TASK OBJECTIVE.
Your response should reproduce every line of the entries that contains the word "display".

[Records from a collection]
#####
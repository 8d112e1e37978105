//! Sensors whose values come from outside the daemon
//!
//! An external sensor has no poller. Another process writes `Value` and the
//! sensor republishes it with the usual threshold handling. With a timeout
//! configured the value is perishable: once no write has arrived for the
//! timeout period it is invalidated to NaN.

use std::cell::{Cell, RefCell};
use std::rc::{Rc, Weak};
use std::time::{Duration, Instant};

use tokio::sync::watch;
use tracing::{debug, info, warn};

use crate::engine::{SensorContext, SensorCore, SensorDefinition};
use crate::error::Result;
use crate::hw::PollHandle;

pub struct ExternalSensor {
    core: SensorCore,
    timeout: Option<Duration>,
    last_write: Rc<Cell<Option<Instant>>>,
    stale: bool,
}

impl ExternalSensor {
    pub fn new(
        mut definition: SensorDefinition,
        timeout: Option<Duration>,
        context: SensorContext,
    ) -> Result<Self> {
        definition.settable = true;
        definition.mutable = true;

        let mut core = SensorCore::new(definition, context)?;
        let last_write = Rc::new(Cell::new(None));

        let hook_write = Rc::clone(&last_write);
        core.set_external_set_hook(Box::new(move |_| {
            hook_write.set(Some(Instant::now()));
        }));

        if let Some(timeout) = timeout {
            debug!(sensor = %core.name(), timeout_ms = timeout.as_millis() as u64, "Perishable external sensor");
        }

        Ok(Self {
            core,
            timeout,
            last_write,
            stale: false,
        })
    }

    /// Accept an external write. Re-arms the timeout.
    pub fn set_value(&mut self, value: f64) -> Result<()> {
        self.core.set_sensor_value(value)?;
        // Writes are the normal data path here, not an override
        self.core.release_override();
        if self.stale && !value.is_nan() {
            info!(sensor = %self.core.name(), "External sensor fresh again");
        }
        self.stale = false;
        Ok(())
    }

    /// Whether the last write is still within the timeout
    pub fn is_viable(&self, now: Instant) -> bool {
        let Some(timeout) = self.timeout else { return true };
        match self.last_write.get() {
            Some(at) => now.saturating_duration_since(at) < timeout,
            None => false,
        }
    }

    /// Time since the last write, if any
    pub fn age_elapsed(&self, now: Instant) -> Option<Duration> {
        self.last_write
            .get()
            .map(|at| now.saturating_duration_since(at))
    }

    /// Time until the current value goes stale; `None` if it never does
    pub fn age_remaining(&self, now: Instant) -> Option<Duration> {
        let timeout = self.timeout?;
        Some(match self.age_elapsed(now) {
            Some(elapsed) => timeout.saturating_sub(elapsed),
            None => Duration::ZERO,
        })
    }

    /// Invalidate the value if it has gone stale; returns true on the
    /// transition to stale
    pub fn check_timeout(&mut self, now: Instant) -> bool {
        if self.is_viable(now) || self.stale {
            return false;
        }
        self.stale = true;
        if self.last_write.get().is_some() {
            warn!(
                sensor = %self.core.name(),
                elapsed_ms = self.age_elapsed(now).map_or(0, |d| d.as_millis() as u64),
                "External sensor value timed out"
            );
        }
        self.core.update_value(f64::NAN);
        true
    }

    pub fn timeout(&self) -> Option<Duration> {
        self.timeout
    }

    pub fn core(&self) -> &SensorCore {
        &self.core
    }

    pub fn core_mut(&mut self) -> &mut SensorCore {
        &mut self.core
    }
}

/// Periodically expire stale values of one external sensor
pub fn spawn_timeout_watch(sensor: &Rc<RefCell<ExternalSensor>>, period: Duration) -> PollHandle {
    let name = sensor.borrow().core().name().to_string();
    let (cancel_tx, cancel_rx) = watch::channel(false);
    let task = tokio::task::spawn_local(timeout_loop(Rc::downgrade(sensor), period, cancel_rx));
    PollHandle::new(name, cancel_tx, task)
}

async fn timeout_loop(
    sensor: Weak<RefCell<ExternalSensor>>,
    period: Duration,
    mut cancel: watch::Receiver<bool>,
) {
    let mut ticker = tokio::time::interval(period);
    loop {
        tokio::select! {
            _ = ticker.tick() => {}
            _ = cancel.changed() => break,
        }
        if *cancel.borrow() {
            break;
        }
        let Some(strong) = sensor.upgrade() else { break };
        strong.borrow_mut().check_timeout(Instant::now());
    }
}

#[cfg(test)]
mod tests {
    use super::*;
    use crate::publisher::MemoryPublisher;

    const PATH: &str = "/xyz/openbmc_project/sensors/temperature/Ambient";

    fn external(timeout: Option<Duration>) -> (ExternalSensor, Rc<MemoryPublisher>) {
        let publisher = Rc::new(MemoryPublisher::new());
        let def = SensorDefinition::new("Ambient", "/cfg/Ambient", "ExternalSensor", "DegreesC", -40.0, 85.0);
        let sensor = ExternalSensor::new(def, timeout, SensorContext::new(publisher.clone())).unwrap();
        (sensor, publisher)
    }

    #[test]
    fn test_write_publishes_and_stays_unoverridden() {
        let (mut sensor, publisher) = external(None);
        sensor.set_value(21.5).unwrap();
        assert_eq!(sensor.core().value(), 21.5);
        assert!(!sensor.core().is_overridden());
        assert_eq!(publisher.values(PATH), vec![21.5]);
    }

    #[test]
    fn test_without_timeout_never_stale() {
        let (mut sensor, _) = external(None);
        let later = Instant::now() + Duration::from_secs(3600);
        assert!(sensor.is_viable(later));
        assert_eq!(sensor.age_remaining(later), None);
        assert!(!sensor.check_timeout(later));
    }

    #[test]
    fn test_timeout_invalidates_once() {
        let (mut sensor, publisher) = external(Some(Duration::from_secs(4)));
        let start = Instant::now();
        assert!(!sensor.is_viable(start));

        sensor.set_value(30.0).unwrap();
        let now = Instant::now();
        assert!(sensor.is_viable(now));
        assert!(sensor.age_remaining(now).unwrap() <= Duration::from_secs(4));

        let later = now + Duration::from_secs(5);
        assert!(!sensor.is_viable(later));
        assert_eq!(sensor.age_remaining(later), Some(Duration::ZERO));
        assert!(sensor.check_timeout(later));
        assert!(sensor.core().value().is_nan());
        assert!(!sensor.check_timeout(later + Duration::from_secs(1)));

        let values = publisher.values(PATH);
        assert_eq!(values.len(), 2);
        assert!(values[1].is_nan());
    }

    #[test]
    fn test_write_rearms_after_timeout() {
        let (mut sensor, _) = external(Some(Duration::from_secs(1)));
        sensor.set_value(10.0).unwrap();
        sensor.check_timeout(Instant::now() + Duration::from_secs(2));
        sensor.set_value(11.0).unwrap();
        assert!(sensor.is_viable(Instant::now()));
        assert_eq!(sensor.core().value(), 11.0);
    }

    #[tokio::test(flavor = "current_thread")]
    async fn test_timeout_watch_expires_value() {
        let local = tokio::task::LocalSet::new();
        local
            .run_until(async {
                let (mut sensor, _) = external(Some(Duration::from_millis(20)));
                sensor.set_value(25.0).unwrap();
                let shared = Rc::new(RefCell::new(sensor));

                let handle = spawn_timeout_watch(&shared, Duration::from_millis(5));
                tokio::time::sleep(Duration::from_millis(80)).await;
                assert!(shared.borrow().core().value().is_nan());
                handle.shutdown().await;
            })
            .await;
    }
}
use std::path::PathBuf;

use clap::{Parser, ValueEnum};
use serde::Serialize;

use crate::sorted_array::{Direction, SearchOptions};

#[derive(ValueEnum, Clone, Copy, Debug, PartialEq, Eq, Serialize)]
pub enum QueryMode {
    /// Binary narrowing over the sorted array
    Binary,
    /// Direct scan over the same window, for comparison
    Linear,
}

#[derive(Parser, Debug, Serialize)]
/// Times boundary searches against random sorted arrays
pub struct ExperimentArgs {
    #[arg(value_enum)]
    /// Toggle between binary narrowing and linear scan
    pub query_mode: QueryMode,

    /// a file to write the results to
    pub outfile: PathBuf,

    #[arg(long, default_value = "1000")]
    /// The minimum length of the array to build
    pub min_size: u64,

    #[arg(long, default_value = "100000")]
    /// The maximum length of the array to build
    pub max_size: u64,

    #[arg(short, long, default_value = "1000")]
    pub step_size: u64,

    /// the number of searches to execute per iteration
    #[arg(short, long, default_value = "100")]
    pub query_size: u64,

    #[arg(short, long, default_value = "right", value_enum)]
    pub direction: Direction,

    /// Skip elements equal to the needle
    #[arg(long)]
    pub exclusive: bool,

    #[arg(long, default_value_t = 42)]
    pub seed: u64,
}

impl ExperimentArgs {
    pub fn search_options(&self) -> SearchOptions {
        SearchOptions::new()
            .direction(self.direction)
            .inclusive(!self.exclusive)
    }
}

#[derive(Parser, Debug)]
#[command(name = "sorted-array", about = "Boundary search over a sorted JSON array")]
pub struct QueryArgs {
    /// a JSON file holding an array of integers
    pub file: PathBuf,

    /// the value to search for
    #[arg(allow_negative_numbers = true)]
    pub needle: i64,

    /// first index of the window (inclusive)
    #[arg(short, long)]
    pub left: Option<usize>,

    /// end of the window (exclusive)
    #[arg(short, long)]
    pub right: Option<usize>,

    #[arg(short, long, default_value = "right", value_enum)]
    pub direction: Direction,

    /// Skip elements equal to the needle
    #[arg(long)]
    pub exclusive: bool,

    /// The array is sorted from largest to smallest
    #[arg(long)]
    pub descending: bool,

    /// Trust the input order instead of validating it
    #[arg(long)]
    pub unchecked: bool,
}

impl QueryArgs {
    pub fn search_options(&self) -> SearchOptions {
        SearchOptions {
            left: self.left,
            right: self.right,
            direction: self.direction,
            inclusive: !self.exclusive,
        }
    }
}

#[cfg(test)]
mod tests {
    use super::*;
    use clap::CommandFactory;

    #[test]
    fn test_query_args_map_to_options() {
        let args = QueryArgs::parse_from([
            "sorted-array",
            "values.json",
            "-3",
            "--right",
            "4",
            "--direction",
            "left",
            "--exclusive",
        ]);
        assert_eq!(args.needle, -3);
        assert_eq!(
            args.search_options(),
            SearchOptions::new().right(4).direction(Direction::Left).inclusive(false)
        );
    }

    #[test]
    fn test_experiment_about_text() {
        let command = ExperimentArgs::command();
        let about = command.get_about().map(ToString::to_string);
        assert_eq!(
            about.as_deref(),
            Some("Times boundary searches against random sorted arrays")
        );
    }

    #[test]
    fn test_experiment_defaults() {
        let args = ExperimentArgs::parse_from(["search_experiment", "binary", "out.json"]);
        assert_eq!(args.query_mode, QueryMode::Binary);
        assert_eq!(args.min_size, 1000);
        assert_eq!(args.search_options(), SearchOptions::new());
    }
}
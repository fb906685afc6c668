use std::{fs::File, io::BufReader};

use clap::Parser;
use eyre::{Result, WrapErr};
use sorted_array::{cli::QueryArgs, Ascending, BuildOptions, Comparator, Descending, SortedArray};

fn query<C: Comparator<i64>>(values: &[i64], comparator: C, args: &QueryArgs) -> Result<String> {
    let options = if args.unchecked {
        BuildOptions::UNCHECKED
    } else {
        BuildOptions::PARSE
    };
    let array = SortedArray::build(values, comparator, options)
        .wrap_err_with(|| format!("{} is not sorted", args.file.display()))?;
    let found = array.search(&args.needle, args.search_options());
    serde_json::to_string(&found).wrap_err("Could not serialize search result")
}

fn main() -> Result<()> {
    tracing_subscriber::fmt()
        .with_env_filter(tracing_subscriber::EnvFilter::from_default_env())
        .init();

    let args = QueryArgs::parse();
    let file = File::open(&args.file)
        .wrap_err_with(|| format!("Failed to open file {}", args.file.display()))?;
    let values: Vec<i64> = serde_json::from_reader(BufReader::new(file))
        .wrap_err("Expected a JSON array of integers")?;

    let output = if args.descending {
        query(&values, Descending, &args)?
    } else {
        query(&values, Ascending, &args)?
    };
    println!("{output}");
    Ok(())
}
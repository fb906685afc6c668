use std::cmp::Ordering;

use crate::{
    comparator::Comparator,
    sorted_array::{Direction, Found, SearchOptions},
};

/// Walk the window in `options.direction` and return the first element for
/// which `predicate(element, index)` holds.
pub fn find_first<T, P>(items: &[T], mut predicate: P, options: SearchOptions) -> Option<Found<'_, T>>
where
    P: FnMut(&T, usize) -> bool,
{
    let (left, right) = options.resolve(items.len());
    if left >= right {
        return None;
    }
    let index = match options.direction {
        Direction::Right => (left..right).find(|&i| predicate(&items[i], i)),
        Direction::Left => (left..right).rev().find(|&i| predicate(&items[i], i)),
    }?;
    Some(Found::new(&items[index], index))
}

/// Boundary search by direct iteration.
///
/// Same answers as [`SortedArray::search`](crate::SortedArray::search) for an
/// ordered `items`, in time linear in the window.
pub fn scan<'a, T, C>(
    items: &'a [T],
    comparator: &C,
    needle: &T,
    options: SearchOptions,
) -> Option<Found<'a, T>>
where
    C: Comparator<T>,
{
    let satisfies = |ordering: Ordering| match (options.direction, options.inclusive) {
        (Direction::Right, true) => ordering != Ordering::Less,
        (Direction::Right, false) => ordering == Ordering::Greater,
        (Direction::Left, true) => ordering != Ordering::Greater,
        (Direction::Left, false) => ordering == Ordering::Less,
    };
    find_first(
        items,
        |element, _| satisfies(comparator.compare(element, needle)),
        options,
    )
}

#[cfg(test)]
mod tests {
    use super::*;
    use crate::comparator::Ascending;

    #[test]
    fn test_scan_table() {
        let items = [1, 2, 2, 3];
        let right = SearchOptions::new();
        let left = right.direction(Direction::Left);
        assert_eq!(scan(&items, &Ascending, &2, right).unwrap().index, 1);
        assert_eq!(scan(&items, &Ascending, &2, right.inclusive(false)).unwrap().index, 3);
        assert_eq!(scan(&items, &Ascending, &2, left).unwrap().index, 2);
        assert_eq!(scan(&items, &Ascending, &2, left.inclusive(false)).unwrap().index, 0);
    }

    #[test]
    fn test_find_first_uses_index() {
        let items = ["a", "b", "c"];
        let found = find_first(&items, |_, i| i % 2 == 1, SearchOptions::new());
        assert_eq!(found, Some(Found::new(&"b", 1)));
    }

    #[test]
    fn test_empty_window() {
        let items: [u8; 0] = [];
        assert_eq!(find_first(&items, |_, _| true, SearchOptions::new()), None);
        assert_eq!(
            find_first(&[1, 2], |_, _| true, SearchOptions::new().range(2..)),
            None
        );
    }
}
#####
RESPONSE.
        .wrap_err_with(|| format!("{} is not sorted", args.file.display()))?;
        .wrap_err_with(|| format!("Failed to open file {}", args.file.display()))?;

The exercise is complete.